-- Entries provided follows --

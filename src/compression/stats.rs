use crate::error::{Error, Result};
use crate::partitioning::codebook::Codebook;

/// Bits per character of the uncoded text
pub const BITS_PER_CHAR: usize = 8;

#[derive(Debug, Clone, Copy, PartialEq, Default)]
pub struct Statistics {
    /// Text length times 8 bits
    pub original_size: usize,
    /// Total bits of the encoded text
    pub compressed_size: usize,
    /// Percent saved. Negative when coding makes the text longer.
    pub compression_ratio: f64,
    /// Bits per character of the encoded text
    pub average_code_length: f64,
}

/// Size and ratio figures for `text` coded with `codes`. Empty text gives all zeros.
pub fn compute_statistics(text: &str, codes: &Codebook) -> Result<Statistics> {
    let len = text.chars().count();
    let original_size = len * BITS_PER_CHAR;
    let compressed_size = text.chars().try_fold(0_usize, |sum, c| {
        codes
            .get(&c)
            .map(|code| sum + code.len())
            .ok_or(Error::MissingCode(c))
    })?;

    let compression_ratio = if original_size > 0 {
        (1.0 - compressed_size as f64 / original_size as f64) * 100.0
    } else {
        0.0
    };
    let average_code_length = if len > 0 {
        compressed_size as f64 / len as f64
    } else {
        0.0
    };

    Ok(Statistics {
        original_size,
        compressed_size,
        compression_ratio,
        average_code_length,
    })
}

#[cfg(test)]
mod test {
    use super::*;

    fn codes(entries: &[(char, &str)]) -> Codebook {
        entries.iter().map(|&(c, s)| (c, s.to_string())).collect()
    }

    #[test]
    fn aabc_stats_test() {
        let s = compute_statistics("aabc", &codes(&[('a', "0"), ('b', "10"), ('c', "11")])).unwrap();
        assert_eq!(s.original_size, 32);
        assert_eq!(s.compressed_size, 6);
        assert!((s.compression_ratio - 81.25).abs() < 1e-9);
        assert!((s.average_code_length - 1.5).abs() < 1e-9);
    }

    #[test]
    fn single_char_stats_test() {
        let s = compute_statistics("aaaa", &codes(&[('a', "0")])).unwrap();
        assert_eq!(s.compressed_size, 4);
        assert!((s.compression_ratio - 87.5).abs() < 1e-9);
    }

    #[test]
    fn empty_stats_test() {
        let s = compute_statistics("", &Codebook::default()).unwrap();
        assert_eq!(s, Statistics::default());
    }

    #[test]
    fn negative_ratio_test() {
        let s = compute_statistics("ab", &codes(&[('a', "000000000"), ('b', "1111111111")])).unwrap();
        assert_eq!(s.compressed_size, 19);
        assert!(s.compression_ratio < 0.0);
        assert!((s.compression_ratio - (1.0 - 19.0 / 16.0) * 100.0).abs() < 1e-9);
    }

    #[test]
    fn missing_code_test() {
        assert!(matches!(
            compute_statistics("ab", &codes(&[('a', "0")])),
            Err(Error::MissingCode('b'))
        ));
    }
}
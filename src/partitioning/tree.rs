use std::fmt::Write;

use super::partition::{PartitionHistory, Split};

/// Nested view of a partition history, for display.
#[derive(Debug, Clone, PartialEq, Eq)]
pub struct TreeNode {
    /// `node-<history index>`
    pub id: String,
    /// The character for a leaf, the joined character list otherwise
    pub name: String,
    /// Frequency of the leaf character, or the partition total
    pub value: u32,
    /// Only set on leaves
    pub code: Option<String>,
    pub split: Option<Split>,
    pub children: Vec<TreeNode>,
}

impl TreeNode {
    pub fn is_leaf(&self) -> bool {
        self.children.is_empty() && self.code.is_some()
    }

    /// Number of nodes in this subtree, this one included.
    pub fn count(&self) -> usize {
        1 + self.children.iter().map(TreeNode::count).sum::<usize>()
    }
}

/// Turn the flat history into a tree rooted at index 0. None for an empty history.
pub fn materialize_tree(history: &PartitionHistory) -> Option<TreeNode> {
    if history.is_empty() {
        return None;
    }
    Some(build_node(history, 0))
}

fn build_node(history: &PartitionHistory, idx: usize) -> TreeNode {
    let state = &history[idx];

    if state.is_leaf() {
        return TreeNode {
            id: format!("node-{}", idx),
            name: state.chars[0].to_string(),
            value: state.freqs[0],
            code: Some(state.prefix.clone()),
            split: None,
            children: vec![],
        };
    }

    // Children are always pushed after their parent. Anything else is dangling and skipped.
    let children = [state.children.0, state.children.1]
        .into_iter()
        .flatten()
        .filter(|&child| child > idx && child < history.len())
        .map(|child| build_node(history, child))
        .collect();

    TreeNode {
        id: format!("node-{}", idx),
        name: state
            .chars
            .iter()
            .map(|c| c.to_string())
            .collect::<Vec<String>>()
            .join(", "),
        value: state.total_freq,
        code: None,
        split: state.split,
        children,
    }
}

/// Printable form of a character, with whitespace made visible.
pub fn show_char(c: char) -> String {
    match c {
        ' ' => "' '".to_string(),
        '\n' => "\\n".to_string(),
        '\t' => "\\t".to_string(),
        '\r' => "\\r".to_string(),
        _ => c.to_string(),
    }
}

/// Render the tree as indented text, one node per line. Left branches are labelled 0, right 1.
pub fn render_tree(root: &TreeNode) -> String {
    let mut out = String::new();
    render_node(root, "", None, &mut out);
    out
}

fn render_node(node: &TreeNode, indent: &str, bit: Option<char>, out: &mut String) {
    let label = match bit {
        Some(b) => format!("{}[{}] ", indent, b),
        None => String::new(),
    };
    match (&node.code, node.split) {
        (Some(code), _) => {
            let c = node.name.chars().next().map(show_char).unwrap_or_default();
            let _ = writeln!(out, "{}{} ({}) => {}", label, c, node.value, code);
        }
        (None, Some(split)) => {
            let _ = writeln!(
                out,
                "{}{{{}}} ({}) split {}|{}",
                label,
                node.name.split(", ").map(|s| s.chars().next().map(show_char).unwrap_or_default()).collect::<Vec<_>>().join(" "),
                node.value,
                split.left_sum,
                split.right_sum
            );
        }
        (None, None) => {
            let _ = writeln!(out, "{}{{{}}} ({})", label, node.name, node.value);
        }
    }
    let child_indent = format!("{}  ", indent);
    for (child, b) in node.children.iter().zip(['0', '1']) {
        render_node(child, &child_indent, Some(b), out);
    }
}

-- Entries provided concluded --

## What the task requires
Copy out the full listing above. Keep every word as it is.

## Task solution
filename src/compression/stats.rs
use crate::error::{Error, Result};
use crate::partitioning::codebook::Codebook;

/// Bits per character of the uncoded text
pub const BITS_PER_CHAR: usize = 8;

#[derive(Debug, Clone, Copy, PartialEq, Default)]
pub struct Statistics {
    /// Text length times 8 bits
    pub original_size: usize,
    /// Total bits of the encoded text
    pub compressed_size: usize,
    /// Percent saved. Negative when coding makes the text longer.
    pub compression_ratio: f64,
    /// Bits per character of the encoded text
    pub average_code_length: f64,
}

/// Size and ratio figures for `text` coded with `codes`. Empty text gives all zeros.
pub fn compute_statistics(text: &str, codes: &Codebook) -> Result<Statistics> {
    let len = text.chars().count();
    let original_size = len * BITS_PER_CHAR;
    let compressed_size = text.chars().try_fold(0_usize, |sum, c| {
        codes
            .get(&c)
            .map(|code| sum + code.len())
            .ok_or(Error::MissingCode(c))
    })?;

    let compression_ratio = if original_size > 0 {
        (1.0 - compressed_size as f64 / original_size as f64) * 100.0
    } else {
        0.0
    };
    let average_code_length = if len > 0 {
        compressed_size as f64 / len as f64
    } else {
        0.0
    };

    Ok(Statistics {
        original_size,
        compressed_size,
        compression_ratio,
        average_code_length,
    })
}

#[cfg(test)]
mod test {
    use super::*;

    fn codes(entries: &[(char, &str)]) -> Codebook {
        entries.iter().map(|&(c, s)| (c, s.to_string())).collect()
    }

    #[test]
    fn aabc_stats_test() {
        let s = compute_statistics("aabc", &codes(&[('a', "0"), ('b', "10"), ('c', "11")])).unwrap();
        assert_eq!(s.original_size, 32);
        assert_eq!(s.compressed_size, 6);
        assert!((s.compression_ratio - 81.25).abs() < 1e-9);
        assert!((s.average_code_length - 1.5).abs() < 1e-9);
    }

    #[test]
    fn single_char_stats_test() {
        let s = compute_statistics("aaaa", &codes(&[('a', "0")])).unwrap();
        assert_eq!(s.compressed_size, 4);
        assert!((s.compression_ratio - 87.5).abs() < 1e-9);
    }

    #[test]
    fn empty_stats_test() {
        let s = compute_statistics("", &Codebook::default()).unwrap();
        assert_eq!(s, Statistics::default());
    }

    #[test]
    fn negative_ratio_test() {
        let s = compute_statistics("ab", &codes(&[('a', "000000000"), ('b', "1111111111")])).unwrap();
        assert_eq!(s.compressed_size, 19);
        assert!(s.compression_ratio < 0.0);
        assert!((s.compression_ratio - (1.0 - 19.0 / 16.0) * 100.0).abs() < 1e-9);
    }

    #[test]
    fn missing_code_test() {
        assert!(matches!(
            compute_statistics("ab", &codes(&[('a', "0")])),
            Err(Error::MissingCode('b'))
        ));
    }
}
filename src/partitioning/tree.rs
use std::fmt::Write;

use super::partition::{PartitionHistory, Split};

/// Nested view of a partition history, for display.
#[derive(Debug, Clone, PartialEq, Eq)]
pub struct TreeNode {
    /// `node-<history index>`
    pub id: String,
    /// The character for a leaf, the joined character list otherwise
    pub name: String,
    /// Frequency of the leaf character, or the partition total
    pub value: u32,
    /// Only set on leaves
    pub code: Option<String>,
    pub split: Option<Split>,
    pub children: Vec<TreeNode>,
}

impl TreeNode {
    pub fn is_leaf(&self) -> bool {
        self.children.is_empty() && self.code.is_some()
    }

    /// Number of nodes in this subtree, this one included.
    pub fn count(&self) -> usize {
        1 + self.children.iter().map(TreeNode::count).sum::<usize>()
    }
}

/// Turn the flat history into a tree rooted at index 0. None for an empty history.
pub fn materialize_tree(history: &PartitionHistory) -> Option<TreeNode> {
    if history.is_empty() {
        return None;
    }
    Some(build_node(history, 0))
}

fn build_node(history: &PartitionHistory, idx: usize) -> TreeNode {
    let state = &history[idx];

    if state.is_leaf() {
        return TreeNode {
            id: format!("node-{}", idx),
            name: state.chars[0].to_string(),
            value: state.freqs[0],
            code: Some(state.prefix.clone()),
            split: None,
            children: vec![],
        };
    }

    // Children are always pushed after their parent. Anything else is dangling and skipped.
    let children = [state.children.0, state.children.1]
        .into_iter()
        .flatten()
        .filter(|&child| child > idx && child < history.len())
        .map(|child| build_node(history, child))
        .collect();

    TreeNode {
        id: format!("node-{}", idx),
        name: state
            .chars
            .iter()
            .map(|c| c.to_string())
            .collect::<Vec<String>>()
            .join(", "),
        value: state.total_freq,
        code: None,
        split: state.split,
        children,
    }
}

/// Printable form of a character, with whitespace made visible.
pub fn show_char(c: char) -> String {
    match c {
        ' ' => "' '".to_string(),
        '\n' => "\\n".to_string(),
        '\t' => "\\t".to_string(),
        '\r' => "\\r".to_string(),
        _ => c.to_string(),
    }
}

/// Render the tree as indented text, one node per line. Left branches are labelled 0, right 1.
pub fn render_tree(root: &TreeNode) -> String {
    let mut out = String::new();
    render_node(root, "", None, &mut out);
    out
}

fn render_node(node: &TreeNode, indent: &str, bit: Option<char>, out: &mut String) {
    let label = match bit {
        Some(b) => format!("{}[{}] ", indent, b),
        None => String::new(),
    };
    match (&node.code, node.split) {
        (Some(code), _) => {
            let c = node.name.chars().next().map(show_char).unwrap_or_default();
            let _ = writeln!(out, "{}{} ({}) => {}", label, c, node.value, code);
        }
        (None, Some(split)) => {
            let _ = writeln!(
                out,
                "{}{{{}}} ({}) split {}|{}",
                label,
                node.name.split(", ").map(|s| s.chars().next().map(show_char).unwrap_or_default()).collect::<Vec<_>>().join(" "),
                node.value,
                split.left_sum,
                split.right_sum
            );
        }
        (None, None) => {
            let _ = writeln!(out, "{}{{{}}} ({})", label, node.name, node.value);
        }
    }
    let child_indent = format!("{}  ", indent);
    for (child, b) in node.children.iter().zip(['0', '1']) {
        render_node(child, &child_indent, Some(b), out);
    }
}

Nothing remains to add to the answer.